4. Prophetic Ministry
A prophetic ministry focuses on transformation—how can students be transformed holistically (spiritually, personally, and socially)? It has integrated models that combine programs from all three previously mentioned models—again, with emphasis on caring for the whole person. Ministry from this model is concerned about the salvation of a person’s soul, the increasing Lordship of Christ over that person’s decisions, the ethnic/economic/historical context in which the person lives, and the invading kingdom of God to demolish and transform any systems of injustice that led to the marginalization and/or oppression of the community from which this person came. Conflict is seen as at times as constructive dissonance that fosters communal health and maturity. Arzola suggests this ministry model is the prophets (they called for spiritual, personal, and societal repentance).
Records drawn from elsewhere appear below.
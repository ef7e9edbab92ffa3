//! Declarative struct definitions as handed over by the package loader.
//!
//! Definitions are plain serde types so tools can also feed them from JSON:
//!
//! ```json
//! { "structs": [
//!     { "name": "Actor", "fields": [
//!         { "field": "property", "name": "bHidden", "type": { "kind": "bool" } },
//!         { "field": "property", "name": "Location",
//!           "type": { "kind": "struct", "name": "Vector" } } ] } ] }
//! ```

use std::fs;
use std::path::Path;

use serde::{Deserialize, Serialize};

use crate::error::Result;
use crate::property::PropertyFlags;

#[derive(Debug, Clone, Default, PartialEq, Serialize, Deserialize)]
pub struct Schema {
    pub structs: Vec<StructDef>,
}

impl Schema {
    pub fn from_json(text: &str) -> Result<Self> {
        Ok(serde_json::from_str(text)?)
    }

    pub fn from_slice(bytes: &[u8]) -> Result<Self> {
        Ok(serde_json::from_slice(bytes)?)
    }

    pub fn from_path(path: impl AsRef<Path>) -> Result<Self> {
        let bytes = fs::read(path)?;
        Self::from_slice(&bytes)
    }
}

#[derive(Debug, Clone, PartialEq, Serialize, Deserialize)]
pub struct StructDef {
    pub name: String,
    #[serde(default, skip_serializing_if = "Option::is_none")]
    pub base: Option<String>,
    #[serde(default)]
    pub fields: Vec<FieldDef>,
}

impl StructDef {
    pub fn new(name: impl Into<String>) -> Self {
        Self {
            name: name.into(),
            base: None,
            fields: Vec::new(),
        }
    }

    pub fn base(mut self, base: impl Into<String>) -> Self {
        self.base = Some(base.into());
        self
    }

    pub fn property(self, name: impl Into<String>, ty: TypeRef) -> Self {
        self.field(FieldDef::Property(PropertyDef::new(name, ty)))
    }

    pub fn nested(self, def: StructDef) -> Self {
        self.field(FieldDef::Struct(def))
    }

    pub fn field(mut self, field: FieldDef) -> Self {
        self.fields.push(field);
        self
    }
}

#[derive(Debug, Clone, PartialEq, Serialize, Deserialize)]
#[serde(tag = "field", rename_all = "snake_case")]
pub enum FieldDef {
    Property(PropertyDef),
    /// A struct type declared inside the enclosing struct.
    Struct(StructDef),
}

#[derive(Debug, Clone, PartialEq, Serialize, Deserialize)]
pub struct PropertyDef {
    pub name: String,
    #[serde(rename = "type")]
    pub ty: TypeRef,
    #[serde(default = "default_array_dim")]
    pub array_dim: usize,
    #[serde(default)]
    pub flags: PropertyFlags,
}

fn default_array_dim() -> usize {
    1
}

impl PropertyDef {
    pub fn new(name: impl Into<String>, ty: TypeRef) -> Self {
        Self {
            name: name.into(),
            ty,
            array_dim: 1,
            flags: PropertyFlags::empty(),
        }
    }

    pub fn array_dim(mut self, array_dim: usize) -> Self {
        self.array_dim = array_dim;
        self
    }

    pub fn flags(mut self, flags: PropertyFlags) -> Self {
        self.flags = flags;
        self
    }
}

/// Declared kind of a property. Struct references are by name and resolved
/// through the registry.
#[derive(Debug, Clone, PartialEq, Serialize, Deserialize)]
#[serde(tag = "kind", rename_all = "snake_case")]
pub enum TypeRef {
    Byte,
    Int,
    Bool,
    Float,
    Name,
    Str,
    Object {
        #[serde(default = "default_object_class")]
        class: String,
    },
    Class {
        #[serde(default = "default_object_class")]
        meta_class: String,
    },
    Struct {
        name: String,
    },
    FixedArray {
        inner: Box<TypeRef>,
        count: usize,
    },
    Array {
        inner: Box<TypeRef>,
    },
    Map {
        key: Box<TypeRef>,
        value: Box<TypeRef>,
    },
}

fn default_object_class() -> String {
    "Object".to_string()
}

impl TypeRef {
    pub fn object(class: impl Into<String>) -> Self {
        TypeRef::Object {
            class: class.into(),
        }
    }

    pub fn structure(name: impl Into<String>) -> Self {
        TypeRef::Struct { name: name.into() }
    }

    pub fn array(inner: TypeRef) -> Self {
        TypeRef::Array {
            inner: Box::new(inner),
        }
    }

    pub fn fixed_array(inner: TypeRef, count: usize) -> Self {
        TypeRef::FixedArray {
            inner: Box::new(inner),
            count,
        }
    }

    pub fn map(key: TypeRef, value: TypeRef) -> Self {
        TypeRef::Map {
            key: Box::new(key),
            value: Box::new(value),
        }
    }
}

#[cfg(test)]
mod tests {
    use super::*;

    #[test]
    fn parses_json_definitions() {
        let schema = Schema::from_json(
            r#"{ "structs": [
                { "name": "Actor", "base": "Object", "fields": [
                    { "field": "property", "name": "Tags", "array_dim": 4, "flags": "EDIT",
                      "type": { "kind": "fixed_array", "count": 2,
                                "inner": { "kind": "name" } } },
                    { "field": "struct", "name": "Region",
                      "fields": [ { "field": "property", "name": "Zone",
                                    "type": { "kind": "object" } } ] } ] } ] }"#,
        )
        .unwrap();

        let expected = StructDef::new("Actor")
            .base("Object")
            .field(FieldDef::Property(
                PropertyDef::new("Tags", TypeRef::fixed_array(TypeRef::Name, 2))
                    .array_dim(4)
                    .flags(PropertyFlags::EDIT),
            ))
            .nested(StructDef::new("Region").property("Zone", TypeRef::object("Object")));
        assert_eq!(schema.structs, vec![expected]);
    }

    #[test]
    fn unknown_kinds_are_rejected() {
        let err = Schema::from_json(
            r#"{ "structs": [ { "name": "A", "fields": [
                { "field": "property", "name": "B", "type": { "kind": "quaternion" } } ] } ] }"#,
        )
        .unwrap_err();
        assert!(matches!(err, crate::error::Error::Schema(_)));
    }
}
Becoming a Prophetic Ministry
The biblical basis he offers for a prophetic ministry is from Luke 10:27: “Love the Lord your God with all your heart and with all your soul and with all your strength and with all your mind, and your neighbor as yourself.”
Taking those six categories (heart, mind, strength, mind, neighbor, and self), Arzola gives both ministry examples and practical questions for engaging in whole life discipleship:
Jesus Cares About to the Total Person
While each of the four ministry models are impactful, only prophetic ministry seeks to minister to the total person, just as Jesus did in the Scriptures. When Jesus cured the man with a skin problem, leprosy, he did not simply heal his visible wounds. Jesus brought physical, societal, emotional, and spiritual health.
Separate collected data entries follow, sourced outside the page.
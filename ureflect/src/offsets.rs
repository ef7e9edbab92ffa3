//! Name-keyed offset lookup built from resolved layouts.

use std::collections::HashMap;
use std::sync::Arc;

use serde::Serialize;

use crate::layout::StructLayout;
use crate::registry::StructRegistry;

#[derive(Debug, Clone, Copy, PartialEq, Eq, Serialize)]
pub struct PropertyOffset {
    pub offset: usize,
    /// Non-zero only for bools.
    pub bit_mask: u32,
}

/// Name-based `(struct, property)` lookup of well-known field placements,
/// captured once from resolved layouts. Names are case-insensitive and a
/// derived declaration wins over a shadowed base one.
#[derive(Debug, Clone, Default)]
pub struct OffsetTable {
    entries: HashMap<(String, String), PropertyOffset>,
}

impl OffsetTable {
    /// Capture every layout the registry has resolved so far.
    pub fn build(registry: &StructRegistry) -> Self {
        Self::from_layouts(registry.layouts())
    }

    pub fn from_layouts<'a>(layouts: impl IntoIterator<Item = &'a Arc<StructLayout>>) -> Self {
        let mut entries = HashMap::new();
        for layout in layouts {
            let struct_key = layout.name().to_ascii_lowercase();
            for prop in layout.properties() {
                entries.insert(
                    (struct_key.clone(), prop.name().to_ascii_lowercase()),
                    PropertyOffset {
                        offset: prop.offset(),
                        bit_mask: prop.bit_mask(),
                    },
                );
            }
        }
        Self { entries }
    }

    pub fn find(&self, struct_name: &str, property: &str) -> Option<PropertyOffset> {
        self.entries
            .get(&(struct_name.to_ascii_lowercase(), property.to_ascii_lowercase()))
            .copied()
    }

    pub fn offset_of(&self, struct_name: &str, property: &str) -> Option<usize> {
        self.find(struct_name, property).map(|entry| entry.offset)
    }

    pub fn len(&self) -> usize {
        self.entries.len()
    }

    pub fn is_empty(&self) -> bool {
        self.entries.is_empty()
    }
}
It is not enough to save the soul and never address the context in which that soul will dwell on earth.
It is not enough to save the soul and never address the context in which that soul will dwell on earth. Prophetic ministry seeks to save the soul, transform the heart, change the mind, and renew broken communities—in essence, “to make all things new” (Rev. 21:5).
#BlackLivesMatter. It’s just about everywhere in the United States, and even some parts of the world. Whether people understand, agree, or disagree with the movement, the fact remains we have different options on ethnicity and culture in the United States. These differences are not limited to Ferguson, CNN, or Facebook, they are also in our ministries and in our churches.
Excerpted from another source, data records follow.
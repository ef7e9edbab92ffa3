//! Primitive package stream shared by the reflection crates.
//!
//! A package is a name table, an object table and a format version. The
//! [`PackageStream`] reads typed values out of a byte slice that belongs to a
//! package; [`PackageWriter`] produces the same encodings so loaders and tests
//! can build streams without hand-assembling bytes.

use thiserror::Error;

pub mod names;
pub mod objects;
pub mod reader;
pub mod writer;

pub use names::{NameId, NameTable, NONE_NAME};
pub use objects::{LoadState, ObjectEntry, ObjectHandle, ObjectRef, ObjectTable};
pub use reader::PackageStream;
pub use writer::PackageWriter;

/// Largest value the 1/2/4-byte array index encoding can carry.
pub const MAX_ARRAY_INDEX: u32 = 0x3fff_ffff;

/// A loaded package: its format version plus the tables that names and
/// object references in its streams index into.
#[derive(Debug, Clone, Default)]
pub struct Package {
    version: u32,
    names: NameTable,
    objects: ObjectTable,
}

impl Package {
    pub fn new(version: u32) -> Self {
        Self {
            version,
            names: NameTable::new(),
            objects: ObjectTable::default(),
        }
    }

    pub fn with_tables(version: u32, names: NameTable, objects: ObjectTable) -> Self {
        Self {
            version,
            names,
            objects,
        }
    }

    pub fn version(&self) -> u32 {
        self.version
    }

    pub fn names(&self) -> &NameTable {
        &self.names
    }

    pub fn names_mut(&mut self) -> &mut NameTable {
        &mut self.names
    }

    pub fn objects(&self) -> &ObjectTable {
        &self.objects
    }

    pub fn objects_mut(&mut self) -> &mut ObjectTable {
        &mut self.objects
    }

    /// Open a stream over `bytes`, which must come from this package.
    pub fn stream<'a>(&'a self, bytes: &'a [u8]) -> PackageStream<'a> {
        PackageStream::new(self, bytes)
    }
}

/// Error conditions raised while reading or writing package streams.
#[derive(Debug, Error, Clone, PartialEq, Eq)]
pub enum StreamError {
    #[error("unexpected end of stream at offset {offset} (wanted {wanted} bytes)")]
    UnexpectedEof { offset: u64, wanted: usize },
    #[error("compact index at offset {offset} does not fit 32 bits")]
    IndexOverflow { offset: u64 },
    #[error("name index {0} is outside the name table")]
    NameOutOfRange(i64),
    #[error("object reference {0} is outside the object table")]
    ObjectOutOfRange(i32),
    #[error("string at offset {offset} is not terminated")]
    UnterminatedString { offset: u64 },
    #[error("string at offset {offset} is not valid UTF-16")]
    InvalidText { offset: u64 },
    #[error("array index {0} does not fit the 30-bit encoding")]
    ArrayIndexTooLarge(u32),
    #[error("object {0} is already being loaded")]
    ReentrantLoad(String),
}

impl StreamError {
    pub fn is_eof(&self) -> bool {
        matches!(self, StreamError::UnexpectedEof { .. })
    }
}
We want to have relevant ministries. We must raise our awareness of how to intersect the spiritual life, the personal life, and the social (or societal) life of students, as these issues must be engaged in our discipleship with students. If they are not addressed, our students will grow up to become adults who are unaware of how to address discipleship and social justice, Samaria and Ferguson. To avoid them is to not contextualize the gospel to today and we leave incomplete the great commission.
The App (Making It Practical)
Buy Towards a Prophetic Youth Ministry and read it with your community. Wrestle with the questions he raises in your own ministry models. What are the questions he raises?
Here are some ideas for application questions:
- Where do you see Arzola’s 4 models of ministry reflected in your community?
- Using the above chart, what aspects of a prophetic ministry does your community do well? In what aspects is your community lacking?
- What current issues is God leading your community to holistically engage in? Raise awareness, take action, become an advocate and invite others to join you on the journey.
- Raise your awareness of the issues, take action on a particular issue, and become an advocate where you invite other people to join you on the journey or being a world-changer.